_What to do_
Within the listing below, how many lines hold "each"? Reply with that number and no other text.
Data to process: Begin
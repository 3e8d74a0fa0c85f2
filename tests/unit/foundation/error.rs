use super::*;

#[test]
fn display_prefixes_are_stable() {
    assert!(
        ReelError::validation("x")
            .to_string()
            .contains("validation error:")
    );
    assert!(ReelError::font("x").to_string().contains("font error:"));
    assert!(ReelError::render("x").to_string().contains("render error:"));
    assert!(ReelError::encode("x").to_string().contains("encode error:"));
    assert!(
        ReelError::serde("x")
            .to_string()
            .contains("serialization error:")
    );
}

#[test]
fn other_preserves_source() {
    let base = std::io::Error::other("boom");
    let err = ReelError::Other(anyhow::Error::new(base));
    assert!(err.to_string().contains("boom"));
}
use std::collections::HashMap;

use rayon::prelude::*;

use crate::composition::registry::RenderTarget;
use crate::encode::sink::{FrameSink, InMemorySink, SinkConfig};
use crate::foundation::core::{FrameIndex, FrameRange};
use crate::foundation::error::{ReelError, ReelResult};
use crate::render::backend::{FrameRGBA, Renderer};
use crate::render::cpu::{CpuRenderer, CpuRendererOptions};
use crate::view::VisualDescription;

/// Evaluate and render a single frame of `target`.
///
/// Frames past the target's duration are still evaluated. Returns **premultiplied** RGBA8.
#[tracing::instrument(level = "debug", skip(target, renderer), fields(target = %target.id))]
pub fn render_frame(
    target: &RenderTarget,
    frame: FrameIndex,
    renderer: &mut dyn Renderer,
) -> ReelResult<FrameRGBA> {
    target.params.validate()?;
    let desc = target.evaluate(frame);
    renderer.render(&desc, target.canvas)
}

/// Render a range of frames (inclusive start, exclusive end) into memory.
pub fn render_frames(
    target: &RenderTarget,
    range: FrameRange,
    renderer: &mut dyn Renderer,
) -> ReelResult<Vec<FrameRGBA>> {
    render_frames_with_stats(target, range, renderer, &RenderThreading::default())
        .map(|(frames, _)| frames)
}

/// Threading and chunking controls for multi-frame rendering.
#[derive(Clone, Debug)]
pub struct RenderThreading {
    /// Enable parallel rendering when `true`.
    pub parallel: bool,
    /// Chunk size in frames for batched scheduling.
    pub chunk_size: usize,
    /// Optional explicit worker thread count.
    pub threads: Option<usize>,
    /// Render each distinct visual description once per chunk and reuse the pixels.
    pub static_frame_elision: bool,
}

impl Default for RenderThreading {
    fn default() -> Self {
        Self {
            parallel: false,
            chunk_size: 64,
            threads: None,
            static_frame_elision: true,
        }
    }
}

/// Aggregated rendering counters.
#[derive(Clone, Copy, Debug, Default, PartialEq, Eq)]
pub struct RenderStats {
    /// Total requested frames.
    pub frames_total: u64,
    /// Frames that were actually rasterized.
    pub frames_rendered: u64,
    /// Frames reused via static-frame elision.
    pub frames_elided: u64,
}

impl RenderStats {
    fn add(&mut self, other: RenderStats) {
        self.frames_total += other.frames_total;
        self.frames_rendered += other.frames_rendered;
        self.frames_elided += other.frames_elided;
    }
}

/// Render a frame range and return both frame data and rendering stats.
pub fn render_frames_with_stats(
    target: &RenderTarget,
    range: FrameRange,
    renderer: &mut dyn Renderer,
    threading: &RenderThreading,
) -> ReelResult<(Vec<FrameRGBA>, RenderStats)> {
    let mut sink = InMemorySink::new();
    let stats = render_range(target, range, renderer, threading, &mut sink)?;
    let frames = sink.into_frames().into_iter().map(|(_, f)| f).collect();
    Ok((frames, stats))
}

/// Render `range` of `target` and stream the frames to `sink` in timeline order.
///
/// The range must be non-empty and lie within `[0, duration_in_frames)`. Parallel rendering
/// builds one [`CpuRenderer`] per worker from [`Renderer::worker_options`].
#[tracing::instrument(
    level = "info",
    skip(target, renderer, threading, sink),
    fields(target = %target.id, start = range.start.0, end = range.end.0, parallel = threading.parallel)
)]
pub fn render_range(
    target: &RenderTarget,
    range: FrameRange,
    renderer: &mut dyn Renderer,
    threading: &RenderThreading,
    sink: &mut dyn FrameSink,
) -> ReelResult<RenderStats> {
    if range.is_empty() {
        return Err(ReelError::validation("render range must be non-empty"));
    }
    if range.end.0 > target.duration_in_frames {
        return Err(ReelError::validation(format!(
            "render range end {} exceeds composition duration {}",
            range.end.0, target.duration_in_frames
        )));
    }
    target.params.validate()?;

    let mut workers = None;
    if threading.parallel {
        let opts = renderer.worker_options().ok_or_else(|| {
            ReelError::render("parallel render requires renderer worker options (CpuRenderer)")
        })?;
        workers = Some((opts, build_thread_pool(threading.threads)?));
    }

    sink.begin(SinkConfig {
        width: target.canvas.width,
        height: target.canvas.height,
        fps: target.fps,
    })?;

    let chunk_size = normalized_chunk_size(threading.chunk_size);
    let mut stats = RenderStats::default();
    let mut chunk_start = range.start.0;
    while chunk_start < range.end.0 {
        let chunk_end = (chunk_start + chunk_size).min(range.end.0);
        let chunk = FrameRange::new(FrameIndex(chunk_start), FrameIndex(chunk_end))
            .map_err(|e| ReelError::render(format!("invalid chunk range: {e}")))?;

        let chunk_out = render_chunk(target, chunk, renderer, threading, workers.as_ref())?;
        for (offset, &u) in chunk_out.frame_to_unique.iter().enumerate() {
            let frame = chunk_out.unique_frames.get(u).ok_or_else(|| {
                ReelError::render("internal error: unique frame index out of range")
            })?;
            sink.push_frame(FrameIndex(chunk_start + offset as u64), frame)?;
        }

        stats.add(chunk_out.stats);
        tracing::debug!(
            chunk_start,
            chunk_end,
            rendered = chunk_out.stats.frames_rendered,
            elided = chunk_out.stats.frames_elided,
            "chunk done"
        );
        chunk_start = chunk_end;
    }

    sink.end()?;
    tracing::info!(
        frames = stats.frames_total,
        rendered = stats.frames_rendered,
        elided = stats.frames_elided,
        "render complete"
    );
    Ok(stats)
}

struct ChunkOut {
    unique_frames: Vec<FrameRGBA>,
    frame_to_unique: Vec<usize>,
    stats: RenderStats,
}

fn render_chunk(
    target: &RenderTarget,
    range: FrameRange,
    renderer: &mut dyn Renderer,
    threading: &RenderThreading,
    workers: Option<&(CpuRendererOptions, rayon::ThreadPool)>,
) -> ReelResult<ChunkOut> {
    let descs = (range.start.0..range.end.0)
        .map(|f| target.evaluate(FrameIndex(f)))
        .collect::<Vec<_>>();
    let (unique_indices, frame_to_unique) = dedupe(&descs, threading.static_frame_elision)?;

    let unique_frames = match workers {
        Some((opts, pool)) => {
            let rendered = pool.install(|| {
                unique_indices
                    .par_iter()
                    .map_init(
                        || CpuRenderer::new(opts.clone()),
                        |worker, &i| worker.render(&descs[i], target.canvas),
                    )
                    .collect::<Vec<_>>()
            });
            rendered.into_iter().collect::<ReelResult<Vec<_>>>()?
        }
        None => unique_indices
            .iter()
            .map(|&i| renderer.render(&descs[i], target.canvas))
            .collect::<ReelResult<Vec<_>>>()?,
    };

    let total = descs.len() as u64;
    let rendered = unique_frames.len() as u64;
    Ok(ChunkOut {
        unique_frames,
        frame_to_unique,
        stats: RenderStats {
            frames_total: total,
            frames_rendered: rendered,
            frames_elided: total.saturating_sub(rendered),
        },
    })
}

/// Map each frame to the first frame in the chunk with an identical description.
fn dedupe(
    descs: &[VisualDescription],
    elide: bool,
) -> ReelResult<(Vec<usize>, Vec<usize>)> {
    let mut unique_indices = Vec::<usize>::with_capacity(descs.len());
    let mut frame_to_unique = Vec::<usize>::with_capacity(descs.len());
    if !elide {
        for idx in 0..descs.len() {
            unique_indices.push(idx);
            frame_to_unique.push(idx);
        }
        return Ok((unique_indices, frame_to_unique));
    }

    let mut first = HashMap::<String, usize>::new();
    for (idx, desc) in descs.iter().enumerate() {
        let fingerprint = serde_json::to_string(desc)
            .map_err(|e| ReelError::serde(format!("fingerprint visual description: {e}")))?;
        if let Some(&slot) = first.get(&fingerprint) {
            frame_to_unique.push(slot);
        } else {
            let slot = unique_indices.len();
            unique_indices.push(idx);
            first.insert(fingerprint, slot);
            frame_to_unique.push(slot);
        }
    }
    Ok((unique_indices, frame_to_unique))
}

fn build_thread_pool(threads: Option<usize>) -> ReelResult<rayon::ThreadPool> {
    if let Some(n) = threads
        && n == 0
    {
        return Err(ReelError::validation(
            "render threading 'threads' must be >= 1 when set",
        ));
    }

    let mut builder = rayon::ThreadPoolBuilder::new();
    if let Some(n) = threads {
        builder = builder.num_threads(n);
    }
    builder
        .build()
        .map_err(|e| ReelError::render(format!("failed to build rayon thread pool: {e}")))
}

fn normalized_chunk_size(chunk_size: usize) -> u64 {
    chunk_size.max(1) as u64
}

#[cfg(test)]
#[path = "../../tests/unit/render/pipeline.rs"]
mod tests;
Data to process: End
_Task answer_
2